CVE-2022-48952: 
Linux Debian vulnerability analysis and mitigation

CVE-2022-48952 is a vulnerability in the Linux kernel affecting the PCI driver for MT7621 devices. The issue was discovered in the struct soc_device_attribute array implementation, which lacked a required sentinel value. This vulnerability affects Linux kernel versions from 5.4.17 up to 5.15.86, from 5.16 up to 6.0.15, and versions 6.1 and 6.1.1 (NVD).

The vulnerability stems from a missing sentinel in the struct soc_device_attribute array, which causes a system crash (oops) when accessed by the soc_device_match(mt7621_pcie_quirks_match) call. The issue was exposed after the CONFIG_SOC_MT7621 mt7621 soc_dev_attr was modified to register the SOC as a device. The vulnerability has been assigned a CVSS v3.1 Base Score of 5.5 (Medium) with the vector string CVSS:3.1/AV:L/AC:L/PR:L/UI:N/S:U/C:N/I:N/A:H (NVD).
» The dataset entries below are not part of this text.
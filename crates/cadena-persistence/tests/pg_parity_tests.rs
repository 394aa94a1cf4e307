//! Paridad con el backend en memoria: los escenarios del motor producen el
//! mismo estado observable sobre Postgres. Requieren DATABASE_URL; sin él,
//! cada prueba se omite.

mod test_support;

use cadena_core::{ApprovedPayment, CircleEngine, CircleStore, CoreError, NoopRevealChannel};
use cadena_domain::{cycle_label, ContributionStatus, GroupStatus, Plan};
use cadena_persistence::pg::{PgCircleStore, PgPlanCatalog, PoolProvider};
use test_support::with_clean_db;
use uuid::Uuid;

type Engine = CircleEngine<PgCircleStore<PoolProvider>, PgPlanCatalog<PoolProvider>, NoopRevealChannel>;

fn engine_with_plan(pool: &cadena_persistence::PgPool, duration: i32, price: i64) -> (Engine, Uuid) {
    let catalog = PgPlanCatalog::from_pool(pool.clone());
    let plan = Plan::new(format!("Plan parity {duration}"), duration, price).unwrap();
    let plan_id = plan.id();
    catalog.save_plan(&plan).expect("seed plan");
    let store = PgCircleStore::from_pool(pool.clone());
    (CircleEngine::new(store, catalog, NoopRevealChannel), plan_id)
}

#[test]
fn join_fills_and_seals_group() {
    let ran = with_clean_db(|pool| {
        let (engine, plan_id) = engine_with_plan(pool, 3, 5000);
        let mut group_id = None;
        for _ in 0..3 {
            let result = engine.join(Uuid::new_v4(), plan_id).unwrap();
            assert_eq!(result.position, None);
            group_id = Some(result.group_id);
        }
        let group_id = group_id.unwrap();
        let group = engine.store()
                          .transaction(|tx| tx.find_group(group_id))
                          .unwrap()
                          .unwrap();
        assert_eq!(group.status(), GroupStatus::Full);
        assert_eq!(engine.store().transaction(|tx| tx.member_count(group_id)).unwrap(), 3);
    });
    if ran.is_none() {
        eprintln!("DATABASE_URL no definido: omitiendo test");
    }
}

#[test]
fn draw_and_rotation_round_trip() {
    let ran = with_clean_db(|pool| {
        let (engine, plan_id) = engine_with_plan(pool, 3, 5000);
        let mut group_id = None;
        for _ in 0..3 {
            group_id = Some(engine.join(Uuid::new_v4(), plan_id).unwrap().group_id);
        }
        let group_id = group_id.unwrap();

        let session = engine.start_draw(group_id, Uuid::new_v4()).unwrap();
        let mut positions: Vec<i32> = session.final_positions().iter().map(|a| a.position).collect();
        positions.sort_unstable();
        assert_eq!(positions, vec![1, 2, 3]);

        // segundo sorteo: el grupo ya corre
        let err = engine.start_draw(group_id, Uuid::new_v4()).unwrap_err();
        assert!(matches!(err, CoreError::GroupNotReady(_)));

        // rotación completa
        for cycle in 2..=3 {
            let advance = engine.advance_cycle(group_id).unwrap();
            assert_eq!((advance.new_cycle, advance.completed), (cycle, false));
            let delivery = engine.store()
                                 .transaction(|tx| tx.find_delivery(group_id, &cycle_label(cycle)))
                                 .unwrap()
                                 .expect("entrega del ciclo");
            let members = engine.store().transaction(|tx| tx.memberships_of_group(group_id)).unwrap();
            let recipient = members.iter().find(|m| m.position() == Some(cycle)).unwrap();
            assert_eq!(delivery.user_id(), recipient.user_id());
        }
        let last = engine.advance_cycle(group_id).unwrap();
        assert!(last.completed);
        let group = engine.store()
                          .transaction(|tx| tx.find_group(group_id))
                          .unwrap()
                          .unwrap();
        assert_eq!(group.status(), GroupStatus::Completed);
    });
    if ran.is_none() {
        eprintln!("DATABASE_URL no definido: omitiendo test");
    }
}

#[test]
fn reconciliation_against_seeded_rows() {
    let ran = with_clean_db(|pool| {
        let (engine, plan_id) = engine_with_plan(pool, 2, 4000);
        let mut users = Vec::new();
        let mut group_id = None;
        for _ in 0..2 {
            let user = Uuid::new_v4();
            group_id = Some(engine.join(user, plan_id).unwrap().group_id);
            users.push(user);
        }
        let group_id = group_id.unwrap();
        engine.start_draw(group_id, Uuid::new_v4()).unwrap();
        engine.advance_cycle(group_id).unwrap();

        // aprobación sobre fila sembrada
        let period = cycle_label(2);
        let confirmed = engine.confirm_payment(ApprovedPayment { user_id: users[0],
                                                                 group_id,
                                                                 period: period.clone(),
                                                                 amount_cents: 4000 })
                              .unwrap();
        assert_eq!(confirmed.status(), ContributionStatus::Confirmed);

        // aprobación adelantada a la siembra de un período futuro: nace
        // confirmada y la siembra posterior no la duplica
        let future = cycle_label(9);
        let early = engine.confirm_payment(ApprovedPayment { user_id: users[1],
                                                             group_id,
                                                             period: future.clone(),
                                                             amount_cents: 4000 })
                          .unwrap();
        assert_eq!(early.status(), ContributionStatus::Confirmed);
        assert!(early.settled_at().is_some());
        let rows = engine.store()
                         .transaction(|tx| tx.contributions_of_period(group_id, &future))
                         .unwrap();
        assert_eq!(rows.len(), 1);
    });
    if ran.is_none() {
        eprintln!("DATABASE_URL no definido: omitiendo test");
    }
}

#[test]
fn parallel_joins_respect_capacity_via_row_locks() {
    let ran = with_clean_db(|pool| {
        const N: usize = 6;
        const K: i32 = 4;
        let (engine, plan_id) = engine_with_plan(pool, K, 5000);
        let engine = std::sync::Arc::new(engine);

        let handles: Vec<_> = (0..N).map(|_| {
                                        let engine = std::sync::Arc::clone(&engine);
                                        std::thread::spawn(move || engine.join(Uuid::new_v4(), plan_id).unwrap())
                                    })
                                    .collect();
        let results: Vec<_> = handles.into_iter().map(|h| h.join().unwrap()).collect();

        let mut group_ids: Vec<Uuid> = results.iter().map(|r| r.group_id).collect();
        group_ids.sort_unstable();
        group_ids.dedup();
        assert_eq!(group_ids.len(), 2);
        for gid in &group_ids {
            let count = engine.store().transaction(|tx| tx.member_count(*gid)).unwrap();
            assert!(count <= K as i64, "capacidad jamás desbordada");
        }
    });
    if ran.is_none() {
        eprintln!("DATABASE_URL no definido: omitiendo test");
    }
}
When exploited, this vulnerability results in a system crash (oops) when the affected code path is triggered, leading to a denial of service condition. The CVSS scoring indicates high impact on availability but no impact on confidentiality or integrity (NVD).

The vulnerability has been fixed by adding the required sentinel to the struct soc_device_attribute array. The fix was implemented through a patch that adds a sentinel entry to the mt7621_pcie_quirks_match array (Kernel Patch).